For 2013, real household disposable income per capita – the most comprehensive measure of living standards – is now estimated at 2.7 per cent below its peak, compared to the previous estimate of 1.8 per cent.

The estimate of GDP is now 2.7 per cent higher than the pre-crisis peak in 2008, compared to the previous estimate of 0.2 per cent. However, the share going to labour in 2013 has been revised down from 53.7 per cent to 51.2 per cent.

Therefore, while the size of the economy has been revised up, household incomes have been revised down. It turns out the UK’s living standards crisis is even worse than we thought. This is set to be the first full Parliament since the Second World War when the government leaves office with people’s pay packets worth less than when they came into power.

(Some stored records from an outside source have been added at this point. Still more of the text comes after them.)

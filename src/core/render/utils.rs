//! Scanning helpers shared by the render stages
//!
//! These are byte-level scanners: every delimiter they look for (`\`, `{`, `}`,
//! `[`, `]`) is ASCII, so every index they return lies on a char boundary.

use std::fmt::Write;

// =============================================================================
// Protected characters
// =============================================================================

/// Stand-in for a raw `<` from the input.
pub const PROTECTED_LT: char = '\u{E000}';
/// Stand-in for a raw `>` from the input.
pub const PROTECTED_GT: char = '\u{E001}';
/// Stand-in for an escaped dollar `\$`.
pub const PROTECTED_DOLLAR: char = '\u{E002}';
/// Stand-in for a `*` inside a math body, hidden from the emphasis rules.
pub const PROTECTED_STAR: char = '\u{E003}';

fn is_protected(c: char) -> bool {
    matches!(
        c,
        PROTECTED_LT | PROTECTED_GT | PROTECTED_DOLLAR | PROTECTED_STAR
    )
}

/// Hide the `*` of a math body from the emphasis stage.
pub fn protect_math_body(body: &str) -> String {
    body.replace('*', &PROTECTED_STAR.to_string())
}

/// Replace characters that later stages would misread with private-use stand-ins.
///
/// Raw angle brackets must not be confused with emitted tags, and `\$` must not
/// open a math span.
pub fn protect_special(input: &str) -> String {
    let mut out = String::with_capacity(input.len());
    let mut chars = input.chars().peekable();
    while let Some(c) = chars.next() {
        match c {
            '\\' if chars.peek() == Some(&'\\') => {
                out.push_str("\\\\");
                chars.next();
            }
            '\\' if chars.peek() == Some(&'$') => {
                out.push(PROTECTED_DOLLAR);
                chars.next();
            }
            '<' => out.push(PROTECTED_LT),
            '>' => out.push(PROTECTED_GT),
            // Input that already holds a stand-in keeps it as a character reference.
            c if is_protected(c) => {
                let _ = write!(out, "&#x{:X};", u32::from(c));
            }
            c => out.push(c),
        }
    }
    out
}

/// Turn the stand-ins back into output text.
pub fn restore_protected(input: &str, escape_html: bool) -> String {
    let (lt, gt) = if escape_html {
        ("&lt;", "&gt;")
    } else {
        ("<", ">")
    };
    let mut out = String::with_capacity(input.len());
    for c in input.chars() {
        match c {
            PROTECTED_LT => out.push_str(lt),
            PROTECTED_GT => out.push_str(gt),
            PROTECTED_DOLLAR => out.push('$'),
            PROTECTED_STAR => out.push('*'),
            c => out.push(c),
        }
    }
    out
}

// =============================================================================
// Brace-balanced groups
// =============================================================================

/// Skip ASCII whitespace starting at `idx`.
pub fn skip_whitespace(input: &str, mut idx: usize) -> usize {
    let bytes = input.as_bytes();
    while idx < bytes.len() && bytes[idx].is_ascii_whitespace() {
        idx += 1;
    }
    idx
}

/// Extract a balanced group opening at `start` and closing with `close`.
///
/// Returns the inner text and the index just past the closing delimiter, or
/// `None` when `start` is not `open` or the group never closes at depth zero.
/// Escaped delimiters (`\{`, `\}`) do not change the depth.
pub fn extract_balanced(input: &str, start: usize, open: u8, close: u8) -> Option<(&str, usize)> {
    let bytes = input.as_bytes();
    if start >= bytes.len() || bytes[start] != open {
        return None;
    }
    let mut depth = 0usize;
    let mut idx = start;
    while idx < bytes.len() {
        match bytes[idx] {
            b'\\' => {
                idx += 2;
                continue;
            }
            b if b == open => depth += 1,
            b if b == close => {
                depth -= 1;
                if depth == 0 {
                    return Some((&input[start + 1..idx], idx + 1));
                }
            }
            _ => {}
        }
        idx += 1;
    }
    None
}

/// Extract a `{...}` group, skipping leading whitespace first.
pub fn extract_braced_arg(input: &str, start: usize) -> Option<(&str, usize)> {
    extract_balanced(input, skip_whitespace(input, start), b'{', b'}')
}

/// Extract an optional `[...]` argument, skipping leading whitespace first.
pub fn extract_bracket_arg(input: &str, start: usize) -> Option<(&str, usize)> {
    extract_balanced(input, skip_whitespace(input, start), b'[', b']')
}

// =============================================================================
// Command scanning
// =============================================================================

/// A control sequence found by [`scan_commands`].
#[derive(Debug, Clone, Copy, PartialEq, Eq)]
pub enum Command<'a> {
    /// A backslash followed by a run of ASCII letters, e.g. `alpha`.
    Word(&'a str),
    /// A backslash followed by one non-letter character, e.g. `{` or `,`.
    Symbol(char),
}

/// Walk `input` and offer every control sequence to `handler`.
///
/// The handler receives the command and the text that follows it. Returning
/// `Some((replacement, consumed))` replaces the command plus `consumed` bytes of
/// the trailing text; returning `None` leaves the command untouched. Command
/// names are always read to their full length, so a handler never sees a
/// prefix of a longer name.
pub fn scan_commands<F>(input: &str, mut handler: F) -> String
where
    F: FnMut(Command<'_>, &str) -> Option<(String, usize)>,
{
    let bytes = input.as_bytes();
    let mut out = String::with_capacity(input.len());
    let mut copied = 0usize;
    let mut i = 0usize;

    while i < bytes.len() {
        if bytes[i] != b'\\' || i + 1 >= bytes.len() {
            i += 1;
            continue;
        }

        let name_start = i + 1;
        let (command, name_end) = if bytes[name_start].is_ascii_alphabetic() {
            let mut end = name_start;
            while end < bytes.len() && bytes[end].is_ascii_alphabetic() {
                end += 1;
            }
            (Command::Word(&input[name_start..end]), end)
        } else {
            match input[name_start..].chars().next() {
                Some(c) => (Command::Symbol(c), name_start + c.len_utf8()),
                None => break,
            }
        };

        match handler(command, &input[name_end..]) {
            Some((replacement, consumed)) => {
                out.push_str(&input[copied..i]);
                out.push_str(&replacement);
                i = name_end + consumed;
                copied = i;
            }
            None => i = name_end,
        }
    }

    out.push_str(&input[copied..]);
    out
}

/// Split on `sep`, ignoring separators escaped with a backslash.
pub fn split_unescaped<'a>(input: &'a str, sep: &str) -> Vec<&'a str> {
    let bytes = input.as_bytes();
    let mut parts = Vec::new();
    let mut start = 0usize;
    let mut i = 0usize;
    while i < bytes.len() {
        if bytes[i..].starts_with(sep.as_bytes()) {
            parts.push(&input[start..i]);
            i += sep.len();
            start = i;
            continue;
        }
        if bytes[i] == b'\\' {
            i += 2;
            continue;
        }
        i += 1;
    }
    parts.push(&input[start..]);
    parts
}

Working people in the UK are seeing their living standards squeezed harder and harder.  The cost of energy, transport and housing is soaring but clearly wages aren’t keeping up.  Full-time North East workers are earning, on average, £1,321 less a year than they were in 2010. The real terms drop in wages of £1321 is the equivalent to:

·   23 average weekly household shops (food and non-alcoholic drinks) or

·   A year’s energy bills for the average household (gas and electric) or

·   18.5 tanks of fuel for the average car

There is something deeply wrong when the economy is growing, but the people who do all the work face ever shrinking pay and falling living standards. We need an economy where everyone gets a fair share of growing prosperity instead of just a few at the top, with growth driven by rising wages rather than growing household debts.

Unfortunately, the Prime Minister’s speech to Conservative Conference last Wednesday, coupled with the Chancellor’s perverse Robin Hood policy promises to take cash from the working poor to pay for tax breaks for the richest pensioners, will only make life tougher for hardworking families.

After years of falling real pay we need a range of policies that ensure fairer pay from board level to the shop floor. The TUC believes Britain needs a pay rise and a real recovery for people in work. That is why people in our region are joining thousands around the country in London on October the 18th for a national demonstration for fairer pay.